Seitz é um aliado improvável nessa empreitada. O principal legislador do Partido Republicano liderou os esforços para limitar os danos civis e se opôs consistentemente aos esforços para estender o prazo de prescrição. Depois que os legisladores apresentaram um projeto de lei destinado a ajudar aqueles que foram abusados ​​​​pelo ex-médico da Universidade Estadual de Ohio Richard Strauss, Seitz admitiu que era uma tática de negociação nunca pretendeu se tornar lei. Em vez disso, a legislatura colocou a escola sob pressão para fazer melhores ofertas de comparação.

Para ele, essa legislação é diferente. Ele apenas levanta o prazo de prescrição para pedidos de falência, o que significa que sua aplicação é limitada. E, crucialmente para Seitz, os olheiros já concordaram com um plano de pagamento.

“Eu não gosto que os escoteiros tenham que pedir falência para sair de lá”, disse Seitz. “Eu mesmo nunca fui escoteiro, mas os escoteiros fizeram muito bem por muitos anos. Pena que faliram.”

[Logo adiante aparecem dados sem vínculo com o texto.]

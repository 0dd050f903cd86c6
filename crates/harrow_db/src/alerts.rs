//! Alert-registry operations.

use crate::error::Result;
use crate::types::AlertRecord;
use crate::CrawlDb;
use sqlx::Row;

impl CrawlDb {
    /// Record that a finding was surfaced. `(crawl_id, fingerprint)` is
    /// unique, so a finding alerts at most once per crawl; `inserted` tells
    /// the caller whether the notifier should actually fire.
    pub async fn insert_or_get_alert(
        &self,
        crawl_id: i64,
        file_fingerprint: &str,
        fingerprint: &str,
        payload: Option<&str>,
    ) -> Result<(AlertRecord, bool)> {
        let result = sqlx::query(
            r#"
            INSERT INTO alerts (crawl_id, file_fingerprint, fingerprint, payload, sent)
            VALUES (?, ?, ?, ?, 0)
            ON CONFLICT(crawl_id, fingerprint) DO NOTHING
            "#,
        )
        .bind(crawl_id)
        .bind(file_fingerprint)
        .bind(fingerprint)
        .bind(payload)
        .execute(self.pool())
        .await?;

        let inserted = result.rows_affected() > 0;

        let row = sqlx::query("SELECT * FROM alerts WHERE crawl_id = ? AND fingerprint = ?")
            .bind(crawl_id)
            .bind(fingerprint)
            .fetch_one(self.pool())
            .await?;

        Ok((
            AlertRecord {
                id: row.get("id"),
                crawl_id: row.get("crawl_id"),
                file_fingerprint: row.get("file_fingerprint"),
                fingerprint: row.get("fingerprint"),
                payload: row.get("payload"),
                sent: row.get("sent"),
            },
            inserted,
        ))
    }

    /// Mark an alert as handed to the notifier.
    pub async fn mark_alert_sent(&self, alert_id: i64) -> Result<()> {
        sqlx::query("UPDATE alerts SET sent = 1, payload = NULL WHERE id = ?")
            .bind(alert_id)
            .execute(self.pool())
            .await?;
        Ok(())
    }
}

“Os escoteiros sabiam disso”

Outros têm menos simpatia pela situação dos escoteiros.

“Os escoteiros sabiam disso… eles realmente mantinham arquivos sobre esses caras e não os demitiram”, disse Janet Nash, que diz que foi estuprada por um líder de escoteiros de Ohio quando tinha 15 anos. “Você não se livrou dela. Eles apenas os moviam e mantinham arquivos sobre eles. Você não avisou os batedores. Eles não avisaram os pais e os pais confiaram nessas pessoas.”

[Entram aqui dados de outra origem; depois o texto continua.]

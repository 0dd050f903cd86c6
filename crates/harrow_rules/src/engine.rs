//! The detection engine: validated rule registration and text scanning.

use crate::error::{Result, RuleError};
use crate::rule::{Outcome, Rule};
use regex::Regex;
use serde::{Deserialize, Serialize};
use serde_json::{Map, Value};
use std::collections::BTreeMap;
use tracing::debug;

/// One rule match plus its enrichment.
#[derive(Debug, Clone, Serialize, Deserialize)]
pub struct Finding {
    #[serde(rename = "match")]
    pub matched: String,
    pub severity: u8,
    #[serde(skip_serializing_if = "Option::is_none")]
    pub entropy: Option<f64>,
    #[serde(flatten)]
    pub fields: Map<String, Value>,
    /// Hash of the match plus its serialized enrichment; dedup key for
    /// evidence downstream.
    pub fingerprint: String,
}

/// All findings one rule produced for a text.
#[derive(Debug, Clone, Serialize, Deserialize)]
pub struct RuleFindings {
    pub name: String,
    pub findings: Vec<Finding>,
}

/// Immutable set of validated rules, built once at startup and passed by
/// reference to whatever needs detection.
pub struct RuleSet {
    rules: Vec<Box<dyn Rule>>,
}

impl RuleSet {
    /// Validate and register rules. Every true-positive fixture must produce
    /// at least one finding and every false-positive fixture must produce
    /// none; anything else fails registration. A broken detection rule must
    /// never run silently.
    pub fn register(rules: Vec<Box<dyn Rule>>) -> Result<Self> {
        let mut seen = std::collections::HashSet::new();
        for rule in &rules {
            let spec = rule.spec();
            if !seen.insert(spec.id) {
                return Err(RuleError::DuplicateId(spec.id.to_string()));
            }
            if spec.keywords.is_empty() {
                return Err(RuleError::NoKeywords {
                    rule: spec.id.to_string(),
                });
            }

            for tp in &spec.true_positives {
                if run_rule(rule.as_ref(), tp).is_empty() {
                    return Err(RuleError::TruePositiveMissed {
                        rule: spec.id.to_string(),
                        fixture: tp.clone(),
                    });
                }
            }
            for fp in &spec.false_positives {
                if !run_rule(rule.as_ref(), fp).is_empty() {
                    return Err(RuleError::FalsePositiveMatched {
                        rule: spec.id.to_string(),
                        fixture: fp.clone(),
                    });
                }
            }
            debug!(rule = spec.id, "rule validated");
        }

        Ok(Self { rules })
    }

    pub fn len(&self) -> usize {
        self.rules.len()
    }

    pub fn is_empty(&self) -> bool {
        self.rules.is_empty()
    }

    pub fn ids(&self) -> Vec<&'static str> {
        self.rules.iter().map(|r| r.spec().id).collect()
    }

    /// `(id, display name)` pairs, in registration order.
    pub fn summaries(&self) -> Vec<(&'static str, &'static str)> {
        self.rules
            .iter()
            .map(|r| (r.spec().id, r.spec().name))
            .collect()
    }

    /// Run every rule over `text`. Returns `None` when nothing fired.
    /// Overlapping rules each contribute their own findings.
    pub fn detect(&self, text: &str) -> Option<BTreeMap<String, RuleFindings>> {
        let mut all = BTreeMap::new();
        for rule in &self.rules {
            let findings = run_rule(rule.as_ref(), text);
            if !findings.is_empty() {
                let spec = rule.spec();
                all.insert(
                    spec.id.to_string(),
                    RuleFindings {
                        name: spec.name.to_string(),
                        findings,
                    },
                );
            }
        }

        if all.is_empty() {
            None
        } else {
            Some(all)
        }
    }
}

/// Run one rule over a text: keyword pre-filter, regex extraction, in-run
/// dedup, exclusion list, false-positive suppression (containment in either
/// direction), post-processing, fingerprinting.
fn run_rule(rule: &dyn Rule, text: &str) -> Vec<Finding> {
    let spec = rule.spec();

    if spec.keywords.is_empty() {
        return Vec::new();
    }
    let lowered = text.to_lowercase();
    if !spec
        .keywords
        .iter()
        .any(|k| lowered.contains(&k.to_lowercase()))
    {
        return Vec::new();
    }

    let mut candidates: Vec<String> = Vec::new();
    for candidate in extract(&spec.regex, spec.secret_group, text) {
        if candidates.contains(&candidate) {
            continue;
        }
        let lower = candidate.to_lowercase();
        if spec.exclude.iter().any(|x| lower.contains(&x.to_lowercase())) {
            continue;
        }
        candidates.push(candidate);
    }

    if let Some(fp_regex) = &spec.fp_regex {
        let fp_matches = extract(fp_regex, 0, text);
        candidates.retain(|candidate| {
            !fp_matches.iter().any(|fp| fp.contains(candidate.as_str()))
                && !fp_regex.is_match(candidate)
        });
    }

    let mut findings = Vec::new();
    for candidate in candidates {
        match rule.post_process(text, &candidate) {
            Outcome::FalsePositive => continue,
            Outcome::Keep(enrichment) => {
                let severity = enrichment.severity.unwrap_or(spec.severity);
                let mut finding = Finding {
                    matched: candidate,
                    severity,
                    entropy: enrichment.entropy,
                    fields: enrichment.fields,
                    fingerprint: String::new(),
                };
                finding.fingerprint = fingerprint_of(&finding);
                findings.push(finding);
            }
        }
    }

    findings
}

fn extract(regex: &Regex, group: usize, text: &str) -> Vec<String> {
    regex
        .captures_iter(text)
        .filter_map(|caps| caps.get(group).map(|m| m.as_str().to_string()))
        .collect()
}

fn fingerprint_of(finding: &Finding) -> String {
    // serde_json maps iterate sorted, so the serialization is canonical.
    let serialized = serde_json::to_string(finding).unwrap_or_default();
    blake3::hash(format!("{}{}", finding.matched, serialized).as_bytes())
        .to_hex()
        .to_string()
}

Um moleque que desejava fazer parte dos escoteiros, Nash se juntou aos escoteiros programa de exploração na década de 1970 – a única parte da organização que aceitava meninas na época. No final, no entanto, a experiência descarrilou sua vida. Ela era uma boa aluna que gostava de ciências até que o trauma tornou difícil para ela se concentrar, disse ela. Ela se sentiu abandonada e culpada por aqueles ao seu redor.

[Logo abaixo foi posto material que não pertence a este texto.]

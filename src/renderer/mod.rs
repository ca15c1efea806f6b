//! 缩略图渲染器：下载封面、分层合成、产物落盘的总装配。

pub mod layout;

mod artwork;
mod overlay;
mod surface;

use std::path::PathBuf;
use std::sync::Arc;
use std::time::{Duration, Instant};

use resvg::usvg::fontdb;

use crate::config::ThumbConfig;
use crate::error::ThumbError;
use crate::http;
use crate::song::Song;

/// 默认画布尺寸（宽 × 高）
pub const DEFAULT_CANVAS: (u32, u32) = (1280, 720);

/// 渲染产物的来源
#[derive(Debug, Clone, Copy, PartialEq, Eq)]
pub enum RenderOutcome {
    /// 磁盘缓存命中，未发起网络请求
    CacheHit,
    /// 本次调用落盘的新渲染
    Fresh,
}

/// 一次成功渲染的结果
#[derive(Debug, Clone)]
pub struct Rendered {
    /// 产物路径，固定为 `cache/{id}.png`
    pub path: PathBuf,
    pub outcome: RenderOutcome,
}

/// 缩略图渲染器。构造一次后可并发共享。
///
/// 内部持有复用的 HTTP Client 与只读字体库；
/// 同 id 的并发请求通过 moka 去重，共享同一个渲染 future。
pub struct ThumbnailRenderer {
    config: ThumbConfig,
    fonts: Arc<fontdb::Database>,
    client: reqwest::Client,
    memo: moka::future::Cache<String, PathBuf>,
}

impl ThumbnailRenderer {
    pub fn new(config: ThumbConfig) -> Result<Self, ThumbError> {
        let client = http::artwork_client(config.http.timeout())?;
        let fonts = overlay::load_font_db(&config.fonts_dir());
        let memo = moka::future::Cache::builder()
            .time_to_live(Duration::from_secs(config.render.dedup_ttl_secs))
            .build();
        Ok(Self {
            config,
            fonts,
            client,
            memo,
        })
    }

    /// 生成缩略图，任何失败都回退为默认图路径（本方法不返回错误）。
    pub async fn generate(&self, song: &Song) -> PathBuf {
        match self.try_generate(song).await {
            Ok(rendered) => rendered.path,
            Err(e) => {
                tracing::warn!("缩略图生成失败 (id={})，回退默认图: {}", song.id, e);
                self.config.fallback_path()
            }
        }
    }

    /// 按默认画布尺寸生成，返回带来源标记的结果。
    pub async fn try_generate(&self, song: &Song) -> Result<Rendered, ThumbError> {
        self.try_generate_sized(song, DEFAULT_CANVAS).await
    }

    /// 按指定画布尺寸生成。缓存命中直接返回既有路径。
    pub async fn try_generate_sized(
        &self,
        song: &Song,
        canvas: (u32, u32),
    ) -> Result<Rendered, ThumbError> {
        if song.id.trim().is_empty() {
            return Err(ThumbError::Validation("歌曲 id 不能为空".to_string()));
        }
        if canvas.0 == 0 || canvas.1 == 0 {
            return Err(ThumbError::Validation(format!(
                "非法画布尺寸: {}x{}",
                canvas.0, canvas.1
            )));
        }

        let output = self.config.cache_dir().join(format!("{}.png", song.id));
        if tokio::fs::try_exists(&output).await? {
            tracing::debug!("缩略图缓存命中: {}", output.display());
            return Ok(Rendered {
                path: output,
                outcome: RenderOutcome::CacheHit,
            });
        }

        let path = self
            .memo
            .try_get_with(song.id.clone(), self.render_uncached(song, canvas, output))
            .await
            .map_err(|e: Arc<ThumbError>| (*e).clone())?;
        // 产物已落盘，后续调用由磁盘检查服务；清掉 memo 项，
        // 避免产物被外部删除后还返回陈旧路径
        self.memo.invalidate(&song.id).await;
        Ok(Rendered {
            path,
            outcome: RenderOutcome::Fresh,
        })
    }

    async fn render_uncached(
        &self,
        song: &Song,
        canvas: (u32, u32),
        output: PathBuf,
    ) -> Result<PathBuf, ThumbError> {
        // 排队等待期间可能已被并发任务写出
        if tokio::fs::try_exists(&output).await? {
            return Ok(output);
        }

        let total = Instant::now();
        let temp_path = self.config.cache_dir().join(format!("temp_{}.jpg", song.id));
        let art_guard = artwork::fetch_artwork(&self.client, &song.thumbnail, temp_path).await?;
        let art_bytes = tokio::fs::read(art_guard.path()).await?;
        let t_fetch = total.elapsed();

        let fonts_cfg = self.config.fonts.clone();
        let font_db = Arc::clone(&self.fonts);
        let optimize_speed = self.config.render.optimize_speed;
        let title = song.title.clone();
        let duration = song.duration.clone();

        // CPU 密集的解码/合成/栅格化移出异步运行时
        let png_bytes = tokio::task::spawn_blocking(move || -> Result<Vec<u8>, ThumbError> {
            let t0 = Instant::now();
            let art_src = image::load_from_memory(&art_bytes)?;
            let t_decode = t0.elapsed();

            let plan = layout::ThumbLayout::new(canvas.0, canvas.1);
            let background =
                surface::background_raster(&art_src, canvas.0, canvas.1, optimize_speed);
            let art = surface::art_raster(&art_src, plan.art_size as u32, optimize_speed);
            let background_uri = surface::jpeg_data_uri(&background)?;
            let art_uri = surface::jpeg_data_uri(&art)?;
            let t_raster = t0.elapsed();

            let svg = overlay::compose_svg(
                &plan,
                &fonts_cfg,
                &title,
                &duration,
                &background_uri,
                &art_uri,
            )?;
            let png =
                overlay::rasterize_to_png(&svg, font_db, &fonts_cfg.bold_family, optimize_speed)?;

            tracing::debug!(
                "渲染分段: 解码={:?}, 底图/封面={:?}, SVG栅格化={:?}",
                t_decode,
                t_raster - t_decode,
                t0.elapsed() - t_raster
            );
            Ok(png)
        })
        .await
        .map_err(|e| ThumbError::Internal(format!("渲染任务 join 失败: {e}")))??;

        tokio::fs::write(&output, &png_bytes).await?;
        tracing::info!(
            "缩略图已生成: {} (下载 {:?}, 总耗时 {:?})",
            output.display(),
            t_fetch,
            total.elapsed()
        );

        // 产物落盘之后才清理临时封面
        drop(art_guard);
        Ok(output)
    }
}

#[cfg(test)]
mod tests {
    use super::*;

    #[tokio::test]
    async fn blank_song_id_is_rejected() {
        let renderer = ThumbnailRenderer::new(ThumbConfig::default()).expect("renderer");
        let song = Song {
            id: "  ".to_string(),
            title: "T".to_string(),
            thumbnail: "http://127.0.0.1:1/x.jpg".to_string(),
            duration: "01:00".to_string(),
        };
        assert!(matches!(
            renderer.try_generate(&song).await,
            Err(ThumbError::Validation(_))
        ));
    }

    #[tokio::test]
    async fn zero_canvas_is_rejected() {
        let renderer = ThumbnailRenderer::new(ThumbConfig::default()).expect("renderer");
        let song = Song {
            id: "z".to_string(),
            title: "T".to_string(),
            thumbnail: "http://127.0.0.1:1/x.jpg".to_string(),
            duration: "01:00".to_string(),
        };
        assert!(matches!(
            renderer.try_generate_sized(&song, (0, 720)).await,
            Err(ThumbError::Validation(_))
        ));
    }
}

Nash disse que inicialmente estava relutante em participar do processo de falência porque achava que ninguém acreditaria que uma jovem havia sido molestada pelos escoteiros. Mais tarde, ela mudou de ideia depois de ser encorajada a agir.

“Eu me escondi disso por décadas”, disse Nash, que agora mora fora de Ohio. “Eu coloquei isso no fundo da minha mente. É tão horrível porque eu não era um garoto ruim… eu era apenas aquele garoto perseguindo sapos no riacho meses antes de acontecer.”

Mujaddid Muhammad também sabe como é quando a vida é mudada para sempre pelos escoteiros.

O homem de Columbus disse que foi abusado sexualmente por um líder de escoteiros de Ohio durante um período de vários meses, quando tinha cerca de 9 anos de idade. Muhammad não era escoteiro, mas frequentava acampamentos como parte de um programa para crianças de baixa renda. O homem que forçou Muhammad a fazer sexo oral era visto como um membro genuíno da comunidade, disse ele.

O padrasto de Mohammed estava cético em relação ao líder da tropa e o abuso terminou quando sua família se mudou da área. Mas Muhammad disse que a experiência o levou a um caminho criminoso que começou com roubo e invasão de menores e terminou com uma sentença de 32 anos por conspiração de drogas quando adulto. Ele não abordou completamente o trauma de sua infância até estar na prisão e teve muito tempo para fazer o que chamou de “trabalho introspectivo”.

Agora Mohammed começa de novo. Como outros sobreviventes, o acordo não é necessariamente sobre dinheiro. Em vez disso, ele vê isso como parte de sua jornada para a redenção, uma maneira de reconstruir o que os escoteiros destruíram anos atrás.

“Senti que a criança abusada e abusada em mim fugiu e se escondeu em uma caverna”, disse Muhammad. “Eu estava vivendo nesta caverna enquanto outra pessoa estava vivendo minha vida.”

Para saber mais sobre o Assentamento de Escoteiros, visite bsarestructuring.org. Os sobreviventes que procuram ajuda também podem entrar em contato com a National Sexual Assault Hotline pelo telefone 800-656-4673.

Haley BeMiller é repórter do USA TODAY Network Ohio Bureau, que supervisiona o Columbus Dispatch, o Cincinnati Enquirer, o Akron Beacon Journal e 18 outras organizações de notícias afiliadas em Ohio.